7. The Department filed an application before the Tribunal for making a reference on the two questions stated above but the prayer was rejected by the Tribunal and, hence, the present application.
8. Learned counsel for the Department contended that the Tribunal did not consider all the necessary materials which were before the IAC for coming to the conclusion that no adequate opportunity was afforded to the non-applicant and, therefore, the Tribunal was not justified in setting aside the penalty imposed by the IAC. Whereas the learned counsel for the non-applicant assessee contended that the facts as emerged were considered by the Tribunal and arrived at a finding of fact that the assessee-non-applicant did not have adequate opportunity and, therefore, the first question on which a reference is sought is admittedly a question of fact. It could not be disputed that whether the opportunity granted to the non-applicant was sufficient or not in the light of the language of Section 271(1)(c) before an order imposing penalty is passed will be a question of fact. It could only be decided on the basis of the material as it appeared on record to the Tribunal and the Tribunal having come to the conclusion, it could not be said that any question of law arises.
9. As regards the second question, the Tribunal took the view that if the matter is remanded, as normally the matter had to be remanded for affording adequate opportunity to the assessee-non-applicant, but the Tribunal felt the difficulty because of Section 275 and felt that now the proceedings for imposing penalty could go beyond the time prescribed under s, 275. The learned counsel for the Department placed before us decisions in Vasani and Co. v. CIT : 112ITR819(Guj) , Seth Keshrichand Khaitan Educational and Welfare Trust v. CIT : 138ITR351(Cal) (sic) and CIT v. Saligram Premnath (infra), to contend that the limitation provided in Section 275 will only be applicable in the case of starting of original proceedings before the authority for imposition of penalty but this provision will not be attracted in the case of remand, as is clear from the language of Section 275 and, in this context, contended that even if any other view is possible still it could not be disputed that it is a question of law that arises for which the Tribunal should be directed to refer the matter to this court. The learned counsel for the assessee-non-applicant contended that although a different view is possible on the language of Section 275, yetcould not contend that a question of law does not arise. It is, therefore, apparent as to whether such proceedings for imposition of penalty if received by the IAC from the Tribunal, the limitation provided in Section 275 would be applicable or not is apparently a question of law and for that the Tribunal was not justified in rejecting the application.

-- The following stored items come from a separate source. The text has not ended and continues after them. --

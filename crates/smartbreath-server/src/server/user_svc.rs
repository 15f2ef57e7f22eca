//! `UserService` gRPC implementation.
//!
//! Every RPC here is self-only: the guard compares the target user id
//! against the authenticated principal before the store is touched.

use tonic::{Request, Response, Status};
use tracing::{info, instrument};

use smartbreath_proto::v1::user_service_server::UserService;
use smartbreath_proto::v1::{
    DeleteUserRequest, DeleteUserResponse, Gender, GetUserRequest, GetUserResponse, UserProfile,
    UpdateUserRequest, UpdateUserResponse,
};

use crate::access::Access;
use crate::server::auth_svc::{
    validate_date_of_birth, validate_email, validate_height, validate_person_name,
    validate_username, validate_weight,
};
use crate::server::grpc_util::{db_error_to_status, principal, require, timestamp};
use crate::storage::{Database, UpdateUserParams, User};

pub struct UserServiceImpl {
    db: Database,
}

impl UserServiceImpl {
    pub const fn new(db: Database) -> Self {
        Self { db }
    }
}

/// Project a user row into the API profile. The password hash never leaves
/// the storage layer through here.
pub(crate) fn user_to_profile(user: &User) -> UserProfile {
    UserProfile {
        id: user.id.clone(),
        username: user.username.clone(),
        email: user.email.clone(),
        first_name: user.first_name.clone(),
        last_name: user.last_name.clone(),
        date_of_birth: user.date_of_birth.clone(),
        weight: user.weight,
        height: user.height,
        gender: gender_to_proto(&user.gender) as i32,
        created_at: Some(timestamp(user.created_at)),
        updated_at: Some(timestamp(user.updated_at)),
    }
}

pub(crate) fn gender_to_proto(gender: &str) -> Gender {
    match gender {
        "Male" => Gender::Male,
        "Female" => Gender::Female,
        "Other" => Gender::Other,
        _ => Gender::Unspecified,
    }
}

#[allow(clippy::result_large_err)]
pub(crate) fn gender_from_proto(raw: i32) -> Result<&'static str, Status> {
    match Gender::try_from(raw) {
        Ok(Gender::Male) => Ok("Male"),
        Ok(Gender::Female) => Ok("Female"),
        Ok(Gender::Other) => Ok("Other"),
        _ => Err(Status::invalid_argument(
            "Gender must be one of Male, Female, Other",
        )),
    }
}

#[tonic::async_trait]
impl UserService for UserServiceImpl {
    #[instrument(skip(self, request), fields(rpc = "GetUser"))]
    async fn get_user(
        &self,
        request: Request<GetUserRequest>,
    ) -> Result<Response<GetUserResponse>, Status> {
        let caller = principal(&request)?;
        let req = request.into_inner();

        require(&caller, Access::UserSelf { user_id: &req.user_id })?;

        let user = self
            .db
            .get_user(&req.user_id)
            .await
            .map_err(db_error_to_status)?;

        Ok(Response::new(GetUserResponse {
            user: Some(user_to_profile(&user)),
        }))
    }

    #[instrument(skip(self, request), fields(rpc = "UpdateUser"))]
    async fn update_user(
        &self,
        request: Request<UpdateUserRequest>,
    ) -> Result<Response<UpdateUserResponse>, Status> {
        let caller = principal(&request)?;
        let req = request.into_inner();

        require(&caller, Access::UserSelf { user_id: &req.user_id })?;

        if let Some(username) = &req.username {
            validate_username(username)?;
            if let Ok(existing) = self.db.get_user_by_username(username).await {
                if existing.id != req.user_id {
                    return Err(Status::already_exists("Username already taken"));
                }
            }
        }
        if let Some(email) = &req.email {
            validate_email(email)?;
            if let Ok(existing) = self.db.get_user_by_email(email).await {
                if existing.id != req.user_id {
                    return Err(Status::already_exists("Email already in use"));
                }
            }
        }
        if let Some(first_name) = &req.first_name {
            validate_person_name("firstName", first_name)?;
        }
        if let Some(last_name) = &req.last_name {
            validate_person_name("lastName", last_name)?;
        }
        if let Some(dob) = &req.date_of_birth {
            validate_date_of_birth(dob)?;
        }
        if let Some(weight) = req.weight {
            validate_weight(weight)?;
        }
        if let Some(height) = req.height {
            validate_height(height)?;
        }
        let gender = req.gender.map(gender_from_proto).transpose()?;

        let user = self
            .db
            .update_user(
                &req.user_id,
                &UpdateUserParams {
                    username: req.username.as_deref(),
                    email: req.email.as_deref(),
                    first_name: req.first_name.as_deref(),
                    last_name: req.last_name.as_deref(),
                    date_of_birth: req.date_of_birth.as_deref(),
                    weight: req.weight,
                    height: req.height,
                    gender,
                },
            )
            .await
            .map_err(db_error_to_status)?;

        info!(user_id = %req.user_id, "User profile updated");

        Ok(Response::new(UpdateUserResponse {
            user: Some(user_to_profile(&user)),
        }))
    }

    #[instrument(skip(self, request), fields(rpc = "DeleteUser"))]
    async fn delete_user(
        &self,
        request: Request<DeleteUserRequest>,
    ) -> Result<Response<DeleteUserResponse>, Status> {
        let caller = principal(&request)?;
        let req = request.into_inner();

        require(&caller, Access::UserSelf { user_id: &req.user_id })?;

        let deleted = self
            .db
            .delete_user(&req.user_id)
            .await
            .map_err(db_error_to_status)?;

        if !deleted {
            return Err(Status::not_found(format!("User {} not found", req.user_id)));
        }

        info!(user_id = %req.user_id, "User deleted");

        Ok(Response::new(DeleteUserResponse { deleted }))
    }
}
//! Report generation for measurement records.
//!
//! Consumes a fully-resolved record + machine aggregate (plus the owner, when
//! one exists) and renders a single-page PDF summary. Rendering failures are
//! their own error type, mapped by the gRPC layer to an internal error
//! distinct from data errors.

mod pdf;

pub use pdf::{ReportError, render_record_report};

10. It is, therefore, directed that so far as the first question is concerned, it is a question of fact for which no reference is called for. But so far as the second question, viz.:
' Whether, on the facts and in the circumstances of the case, the Appellate Tribunal was correct in law in not remanding the case back to the IAC as the time-limit to impose penalty under Section 271(1)(c) had already expired '
is concerned, it is a question of law and the Appellate Tribunal is, therefore, directed to make a reference for answering this question. In the circumstances, parties are directed to bear their own costs.